• **WHAT IS REQUIRED**: Every line below that includes the word "FrameChannel" needs to be copied.

• **MATERIALS PROVIDED**:
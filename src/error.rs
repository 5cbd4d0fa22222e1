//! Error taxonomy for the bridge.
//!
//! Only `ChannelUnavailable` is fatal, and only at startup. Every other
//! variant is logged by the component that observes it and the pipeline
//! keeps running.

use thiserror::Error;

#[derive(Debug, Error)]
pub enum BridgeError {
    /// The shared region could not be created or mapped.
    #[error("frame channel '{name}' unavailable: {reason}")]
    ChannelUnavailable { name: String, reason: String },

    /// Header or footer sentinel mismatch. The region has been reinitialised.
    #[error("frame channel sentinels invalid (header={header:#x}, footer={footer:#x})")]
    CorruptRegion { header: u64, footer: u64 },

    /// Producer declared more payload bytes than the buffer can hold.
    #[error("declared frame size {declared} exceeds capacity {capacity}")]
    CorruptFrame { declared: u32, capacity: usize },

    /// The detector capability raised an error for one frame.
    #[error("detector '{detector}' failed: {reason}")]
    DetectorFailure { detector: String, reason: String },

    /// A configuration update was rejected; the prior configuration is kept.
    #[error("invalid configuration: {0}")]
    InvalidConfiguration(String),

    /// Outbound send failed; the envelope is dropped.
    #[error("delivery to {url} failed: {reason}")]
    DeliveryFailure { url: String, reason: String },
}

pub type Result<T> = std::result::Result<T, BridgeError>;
---
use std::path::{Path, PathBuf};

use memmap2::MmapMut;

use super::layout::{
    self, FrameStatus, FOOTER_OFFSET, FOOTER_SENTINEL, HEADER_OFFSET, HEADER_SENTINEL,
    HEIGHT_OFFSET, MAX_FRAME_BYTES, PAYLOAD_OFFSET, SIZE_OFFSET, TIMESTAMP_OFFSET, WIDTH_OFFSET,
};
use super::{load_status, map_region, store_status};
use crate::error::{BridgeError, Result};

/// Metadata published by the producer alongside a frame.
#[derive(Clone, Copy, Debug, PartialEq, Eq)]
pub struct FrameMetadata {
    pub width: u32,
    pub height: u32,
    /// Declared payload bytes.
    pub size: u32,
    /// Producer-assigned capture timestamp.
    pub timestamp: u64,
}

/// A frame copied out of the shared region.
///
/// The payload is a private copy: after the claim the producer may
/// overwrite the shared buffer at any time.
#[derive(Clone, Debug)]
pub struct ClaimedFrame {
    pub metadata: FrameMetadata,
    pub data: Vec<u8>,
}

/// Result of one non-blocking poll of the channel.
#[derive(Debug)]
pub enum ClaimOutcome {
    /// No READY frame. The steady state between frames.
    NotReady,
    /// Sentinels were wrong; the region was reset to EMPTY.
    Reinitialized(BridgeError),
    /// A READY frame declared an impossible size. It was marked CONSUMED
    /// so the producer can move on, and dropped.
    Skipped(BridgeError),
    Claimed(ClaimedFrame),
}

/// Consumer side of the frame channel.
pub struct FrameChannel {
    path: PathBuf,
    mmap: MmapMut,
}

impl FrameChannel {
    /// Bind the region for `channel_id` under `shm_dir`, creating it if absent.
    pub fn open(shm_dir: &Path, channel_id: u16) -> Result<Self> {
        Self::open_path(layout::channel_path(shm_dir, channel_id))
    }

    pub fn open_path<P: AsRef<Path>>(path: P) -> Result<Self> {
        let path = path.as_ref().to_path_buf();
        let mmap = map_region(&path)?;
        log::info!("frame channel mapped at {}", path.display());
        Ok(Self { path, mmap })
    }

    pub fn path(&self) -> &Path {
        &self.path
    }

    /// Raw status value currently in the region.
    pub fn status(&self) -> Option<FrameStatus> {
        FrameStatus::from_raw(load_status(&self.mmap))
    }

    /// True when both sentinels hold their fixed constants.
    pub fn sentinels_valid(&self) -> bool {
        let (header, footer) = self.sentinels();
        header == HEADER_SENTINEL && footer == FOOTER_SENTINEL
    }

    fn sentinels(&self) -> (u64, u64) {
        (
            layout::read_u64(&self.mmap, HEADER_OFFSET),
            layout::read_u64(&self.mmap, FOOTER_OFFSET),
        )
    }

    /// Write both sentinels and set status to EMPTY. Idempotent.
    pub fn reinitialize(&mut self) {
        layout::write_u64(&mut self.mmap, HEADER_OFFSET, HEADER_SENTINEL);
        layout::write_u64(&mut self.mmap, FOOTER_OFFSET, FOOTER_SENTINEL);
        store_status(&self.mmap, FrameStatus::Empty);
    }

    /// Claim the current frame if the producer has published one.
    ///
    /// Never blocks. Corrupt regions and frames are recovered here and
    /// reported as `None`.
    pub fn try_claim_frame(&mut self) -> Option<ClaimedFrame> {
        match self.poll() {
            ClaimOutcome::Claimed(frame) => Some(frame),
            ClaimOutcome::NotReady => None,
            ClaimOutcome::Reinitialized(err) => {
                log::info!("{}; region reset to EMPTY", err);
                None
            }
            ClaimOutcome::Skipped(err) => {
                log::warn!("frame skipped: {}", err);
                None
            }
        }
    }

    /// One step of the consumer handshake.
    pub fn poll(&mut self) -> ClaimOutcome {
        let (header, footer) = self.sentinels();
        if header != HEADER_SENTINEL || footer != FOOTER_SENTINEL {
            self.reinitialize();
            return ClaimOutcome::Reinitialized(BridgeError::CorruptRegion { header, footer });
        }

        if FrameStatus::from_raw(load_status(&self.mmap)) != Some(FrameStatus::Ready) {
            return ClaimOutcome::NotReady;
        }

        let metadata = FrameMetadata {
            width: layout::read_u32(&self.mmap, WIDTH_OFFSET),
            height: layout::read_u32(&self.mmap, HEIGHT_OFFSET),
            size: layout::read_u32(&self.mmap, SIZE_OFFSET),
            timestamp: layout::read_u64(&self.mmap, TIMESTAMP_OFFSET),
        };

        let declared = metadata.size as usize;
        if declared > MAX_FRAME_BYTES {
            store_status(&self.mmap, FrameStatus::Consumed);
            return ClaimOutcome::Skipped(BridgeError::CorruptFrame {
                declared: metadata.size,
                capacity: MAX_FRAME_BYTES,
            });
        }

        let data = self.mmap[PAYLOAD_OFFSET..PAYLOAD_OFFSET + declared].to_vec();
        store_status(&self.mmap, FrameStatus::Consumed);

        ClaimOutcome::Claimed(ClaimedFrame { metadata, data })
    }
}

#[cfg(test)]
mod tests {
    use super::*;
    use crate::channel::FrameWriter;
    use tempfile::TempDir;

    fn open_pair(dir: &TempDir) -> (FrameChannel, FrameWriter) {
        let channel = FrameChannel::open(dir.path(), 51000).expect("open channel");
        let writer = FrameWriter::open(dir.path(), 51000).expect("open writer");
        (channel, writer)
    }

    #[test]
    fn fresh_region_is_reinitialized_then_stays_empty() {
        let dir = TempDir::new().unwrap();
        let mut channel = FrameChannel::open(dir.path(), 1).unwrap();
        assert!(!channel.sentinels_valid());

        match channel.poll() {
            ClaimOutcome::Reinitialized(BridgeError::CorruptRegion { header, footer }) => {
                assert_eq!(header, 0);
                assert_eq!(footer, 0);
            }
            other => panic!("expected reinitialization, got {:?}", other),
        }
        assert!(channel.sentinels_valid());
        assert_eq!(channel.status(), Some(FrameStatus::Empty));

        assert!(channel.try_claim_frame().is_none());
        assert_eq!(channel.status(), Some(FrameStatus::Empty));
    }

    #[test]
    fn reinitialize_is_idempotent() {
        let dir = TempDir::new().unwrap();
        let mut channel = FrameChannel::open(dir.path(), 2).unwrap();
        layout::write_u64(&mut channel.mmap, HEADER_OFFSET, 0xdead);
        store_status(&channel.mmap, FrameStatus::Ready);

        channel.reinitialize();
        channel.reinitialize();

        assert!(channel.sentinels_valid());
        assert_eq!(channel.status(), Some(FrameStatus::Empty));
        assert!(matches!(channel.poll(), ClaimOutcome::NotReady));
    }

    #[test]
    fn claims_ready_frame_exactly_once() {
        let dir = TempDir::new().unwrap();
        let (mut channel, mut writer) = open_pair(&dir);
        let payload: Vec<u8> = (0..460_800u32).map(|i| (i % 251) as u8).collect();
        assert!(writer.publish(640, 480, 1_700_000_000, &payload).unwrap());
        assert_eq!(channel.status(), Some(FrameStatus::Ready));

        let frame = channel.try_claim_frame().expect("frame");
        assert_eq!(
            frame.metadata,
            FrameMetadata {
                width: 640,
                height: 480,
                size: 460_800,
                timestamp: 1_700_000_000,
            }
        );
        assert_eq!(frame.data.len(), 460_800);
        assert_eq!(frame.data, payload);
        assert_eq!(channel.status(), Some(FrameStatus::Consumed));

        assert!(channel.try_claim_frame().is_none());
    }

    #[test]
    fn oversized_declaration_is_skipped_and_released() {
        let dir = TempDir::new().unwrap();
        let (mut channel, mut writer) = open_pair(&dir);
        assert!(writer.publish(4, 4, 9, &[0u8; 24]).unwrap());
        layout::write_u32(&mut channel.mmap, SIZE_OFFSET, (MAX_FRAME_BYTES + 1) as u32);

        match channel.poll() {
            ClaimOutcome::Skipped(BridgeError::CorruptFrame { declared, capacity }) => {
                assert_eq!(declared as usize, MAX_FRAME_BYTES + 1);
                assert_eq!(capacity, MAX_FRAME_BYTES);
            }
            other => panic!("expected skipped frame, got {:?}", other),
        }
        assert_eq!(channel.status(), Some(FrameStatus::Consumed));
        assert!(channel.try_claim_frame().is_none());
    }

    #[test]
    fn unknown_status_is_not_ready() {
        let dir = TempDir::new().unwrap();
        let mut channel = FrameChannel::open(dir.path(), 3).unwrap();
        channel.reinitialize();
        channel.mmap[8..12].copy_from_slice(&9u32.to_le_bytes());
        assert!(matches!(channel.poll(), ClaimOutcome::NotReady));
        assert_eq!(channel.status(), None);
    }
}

• **THE ANSWER**:
pub struct FrameChannel {
impl FrameChannel {
    fn open_pair(dir: &TempDir) -> (FrameChannel, FrameWriter) {
        let channel = FrameChannel::open(dir.path(), 51000).expect("open channel");
        let mut channel = FrameChannel::open(dir.path(), 1).unwrap();
        let mut channel = FrameChannel::open(dir.path(), 2).unwrap();
        let mut channel = FrameChannel::open(dir.path(), 3).unwrap();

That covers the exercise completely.